PROBLEM DETAILS: Nothing but the lines below between the line holding "could not parse" and the line holding "repeated variable name.", inclusive, should appear in the answer, each set down exactly.

GIVEN ENTRIES:
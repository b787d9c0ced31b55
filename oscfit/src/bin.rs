//! Module that contains helpers for binning events.
//!
//! A [`BinSet`] is an ordered list of axis-aligned hyperrectangles over
//! named event variables. Bin order is user-defined and determines the
//! histogram index; lookup returns the first matching bin.

use crate::event::VariableStore;
use itertools::Itertools;
use serde::{Deserialize, Serialize};
use std::fmt::{self, Display, Formatter};
use std::fs;
use std::path::Path;
use thiserror::Error;

/// Error type which is returned when a binning definition fails validation.
#[derive(Debug, Error)]
pub enum MalformedBinning {
    /// A line of the binning file could not be parsed.
    #[error("line {line}: could not parse '{text}': expected {expected}")]
    Parse {
        /// One-based line number.
        line: usize,
        /// The offending text.
        text: String,
        /// What the parser expected.
        expected: String,
    },
    /// A bin constrains the same variable twice.
    #[error("line {line}: variable '{name}' is constrained twice")]
    DuplicateVariable {
        /// One-based line number.
        line: usize,
        /// The repeated variable name.
        name: String,
    },
    /// An edge pair is empty or inverted.
    #[error("line {line}: empty edge interval [{low}, {high}) for variable '{name}'")]
    EmptyInterval {
        /// One-based line number.
        line: usize,
        /// The variable name.
        name: String,
        /// Lower (inclusive) edge.
        low: f64,
        /// Upper (exclusive) edge.
        high: f64,
    },
    /// Two bins overlap along their shared variable axes.
    #[error("bins {first} and {second} overlap over their shared axes")]
    Overlap {
        /// Index of the earlier bin.
        first: usize,
        /// Index of the later bin.
        second: usize,
    },
}

/// A `[low, high)` constraint on one named variable.
#[derive(Clone, Debug, Deserialize, PartialEq, Serialize)]
pub struct BinEdges {
    /// Name of the constrained variable.
    pub name: String,
    /// Lower edge, inclusive.
    pub low: f64,
    /// Upper edge, exclusive.
    pub high: f64,
}

impl BinEdges {
    fn accepts(&self, value: f64) -> bool {
        value >= self.low && value < self.high
    }

    fn overlaps(&self, other: &Self) -> bool {
        self.low < other.high && other.low < self.high
    }
}

/// An axis-aligned hyperrectangle over a subset of the event variables.
///
/// A point lies in the bin iff every edge constraint holds.
#[derive(Clone, Debug, Deserialize, PartialEq, Serialize)]
pub struct Bin {
    edges: Vec<BinEdges>,
}

impl Bin {
    /// Constructor.
    #[must_use]
    pub fn new(edges: Vec<BinEdges>) -> Self {
        Self { edges }
    }

    /// Returns the edge constraints of this bin.
    #[must_use]
    pub fn edges(&self) -> &[BinEdges] {
        &self.edges
    }

    /// Returns `true` iff all edge constraints accept `variables`.
    ///
    /// Variables the bin does not constrain are ignored; a constrained
    /// variable missing from the bag rejects the point.
    #[must_use]
    pub fn contains(&self, variables: &VariableStore) -> bool {
        self.edges.iter().all(|edge| {
            variables
                .get(&edge.name)
                .and_then(|variable| variable.as_f64(0))
                .is_some_and(|value| edge.accepts(value))
        })
    }

    /// Two bins can both accept a point unless some shared variable has
    /// disjoint intervals.
    fn conflicts_with(&self, other: &Self) -> bool {
        self.edges.iter().all(|edge| {
            other
                .edges
                .iter()
                .find(|candidate| candidate.name == edge.name)
                .is_none_or(|candidate| edge.overlaps(candidate))
        })
    }
}

impl Display for Bin {
    fn fmt(&self, f: &mut Formatter<'_>) -> fmt::Result {
        write!(
            f,
            "{}",
            self.edges
                .iter()
                .map(|edge| format!("{}:[{},{})", edge.name, edge.low, edge.high))
                .join(" ")
        )
    }
}

/// Ordered sequence of disjoint bins.
#[derive(Clone, Debug, Deserialize, PartialEq, Serialize)]
pub struct BinSet {
    bins: Vec<Bin>,
}

impl BinSet {
    /// Constructor. Verifies that the bins are pairwise disjoint over their
    /// shared variable axes.
    ///
    /// # Errors
    ///
    /// Returns [`MalformedBinning::Overlap`] naming the first offending
    /// pair.
    pub fn new(bins: Vec<Bin>) -> Result<Self, MalformedBinning> {
        for ((first, lhs), (second, rhs)) in bins.iter().enumerate().tuple_combinations() {
            if lhs.conflicts_with(rhs) {
                return Err(MalformedBinning::Overlap { first, second });
            }
        }

        Ok(Self { bins })
    }

    /// Parses a binning definition: one bin per line, whitespace-separated
    /// `name:[low,high)` tokens, `#` starts a comment.
    ///
    /// # Errors
    ///
    /// Returns a [`MalformedBinning`] describing the first parse or
    /// disjointness failure.
    pub fn parse(text: &str) -> Result<Self, MalformedBinning> {
        let mut bins = Vec::new();

        for (index, raw) in text.lines().enumerate() {
            let line = index + 1;
            let content = raw.split('#').next().unwrap_or("").trim();
            if content.is_empty() {
                continue;
            }

            let mut edges: Vec<BinEdges> = Vec::new();
            for token in content.split_whitespace() {
                let edge = parse_edge_token(token, line)?;
                if edges.iter().any(|known| known.name == edge.name) {
                    return Err(MalformedBinning::DuplicateVariable {
                        line,
                        name: edge.name,
                    });
                }
                if edge.low >= edge.high {
                    return Err(MalformedBinning::EmptyInterval {
                        line,
                        name: edge.name,
                        low: edge.low,
                        high: edge.high,
                    });
                }
                edges.push(edge);
            }

            bins.push(Bin::new(edges));
        }

        Self::new(bins)
    }

    /// Loads a binning definition from `path`.
    ///
    /// # Errors
    ///
    /// Returns a [`crate::error::LoadError`] when the file is unreadable or
    /// malformed.
    pub fn load(path: &Path) -> Result<Self, crate::error::LoadError> {
        Ok(Self::parse(&fs::read_to_string(path)?)?)
    }

    /// Returns the index of the first bin containing `variables`, or `None`
    /// when every bin rejects the point.
    ///
    /// Linear scan, `O(bins x dims)`; bin order is significant.
    #[must_use]
    pub fn find_bin(&self, variables: &VariableStore) -> Option<usize> {
        self.bins.iter().position(|bin| bin.contains(variables))
    }

    /// Returns the number of bins.
    #[must_use]
    pub fn len(&self) -> usize {
        self.bins.len()
    }

    /// Returns `true` iff the set holds no bins.
    #[must_use]
    pub fn is_empty(&self) -> bool {
        self.bins.is_empty()
    }

    /// Returns the bins in order.
    #[must_use]
    pub fn bins(&self) -> &[Bin] {
        &self.bins
    }
}

fn parse_edge_token(token: &str, line: usize) -> Result<BinEdges, MalformedBinning> {
    let fail = |expected: &str| MalformedBinning::Parse {
        line,
        text: token.to_owned(),
        expected: expected.to_owned(),
    };

    let (name, interval) = token.split_once(':').ok_or_else(|| fail("'name:[low,high)'"))?;
    let interval = interval
        .strip_prefix('[')
        .and_then(|rest| rest.strip_suffix(')'))
        .ok_or_else(|| fail("an interval of the form '[low,high)'"))?;
    let (low, high) = interval.split_once(',').ok_or_else(|| fail("two comma-separated edges"))?;

    Ok(BinEdges {
        name: name.to_owned(),
        low: low.trim().parse().map_err(|_| fail("a numeric lower edge"))?,
        high: high.trim().parse().map_err(|_| fail("a numeric upper edge"))?,
    })
}

#[cfg(test)]
mod test {
    use super::*;
    use crate::event::Variable;

    fn point(enu: f64, q2: f64) -> VariableStore {
        VariableStore::new(
            vec!["enu".to_owned(), "q2".to_owned()].into(),
            vec![Variable::Float(enu), Variable::Float(q2)],
        )
    }

    #[test]
    fn parse_and_find() {
        let binning = BinSet::parse(
            "# two-dimensional binning\n\
             enu:[0.0,1.0) q2:[0.0,0.5)\n\
             enu:[0.0,1.0) q2:[0.5,1.0)\n\
             enu:[1.0,3.0)  # inclusive in q2\n",
        )
        .unwrap();

        assert_eq!(binning.len(), 3);
        assert_eq!(binning.find_bin(&point(0.5, 0.2)), Some(0));
        assert_eq!(binning.find_bin(&point(0.5, 0.7)), Some(1));
        assert_eq!(binning.find_bin(&point(2.0, 0.7)), Some(2));
        assert_eq!(binning.find_bin(&point(5.0, 0.2)), None);
        // lower edge is inclusive, upper is exclusive
        assert_eq!(binning.find_bin(&point(1.0, 0.0)), Some(2));
        assert_eq!(binning.find_bin(&point(0.0, 0.5)), Some(1));
    }

    #[test]
    fn overlap_is_rejected() {
        let result = BinSet::parse(
            "enu:[0.0,1.0)\n\
             enu:[0.5,2.0)\n",
        );

        assert!(matches!(
            result,
            Err(MalformedBinning::Overlap { first: 0, second: 1 })
        ));
    }

    #[test]
    fn disjoint_axes_overlap() {
        // no shared variable: any point satisfying both exists
        let result = BinSet::parse(
            "enu:[0.0,1.0)\n\
             q2:[0.0,1.0)\n",
        );

        assert!(matches!(result, Err(MalformedBinning::Overlap { .. })));
    }

    #[test]
    fn parse_failures() {
        assert!(matches!(
            BinSet::parse("enu:0.0,1.0\n"),
            Err(MalformedBinning::Parse { line: 1, .. })
        ));
        assert!(matches!(
            BinSet::parse("enu:[zero,1.0)\n"),
            Err(MalformedBinning::Parse { .. })
        ));
        assert!(matches!(
            BinSet::parse("enu:[1.0,1.0)\n"),
            Err(MalformedBinning::EmptyInterval { .. })
        ));
        assert!(matches!(
            BinSet::parse("enu:[0.0,1.0) enu:[1.0,2.0)\n"),
            Err(MalformedBinning::DuplicateVariable { .. })
        ));
    }

    #[test]
    fn display_round_trip() {
        let binning = BinSet::parse("enu:[0.0,1.0) q2:[0.5,1.0)\n").unwrap();

        assert_eq!(binning.bins()[0].to_string(), "enu:[0,1) q2:[0.5,1)");
    }
}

EXERCISE SOLUTION:
    #[error("line {line}: could not parse '{text}': expected {expected}")]
    Parse {
        /// One-based line number.
        line: usize,
        /// The offending text.
        text: String,
        /// What the parser expected.
        expected: String,
    },
    /// A bin constrains the same variable twice.
    #[error("line {line}: variable '{name}' is constrained twice")]
    DuplicateVariable {
        /// One-based line number.
        line: usize,
        /// The repeated variable name.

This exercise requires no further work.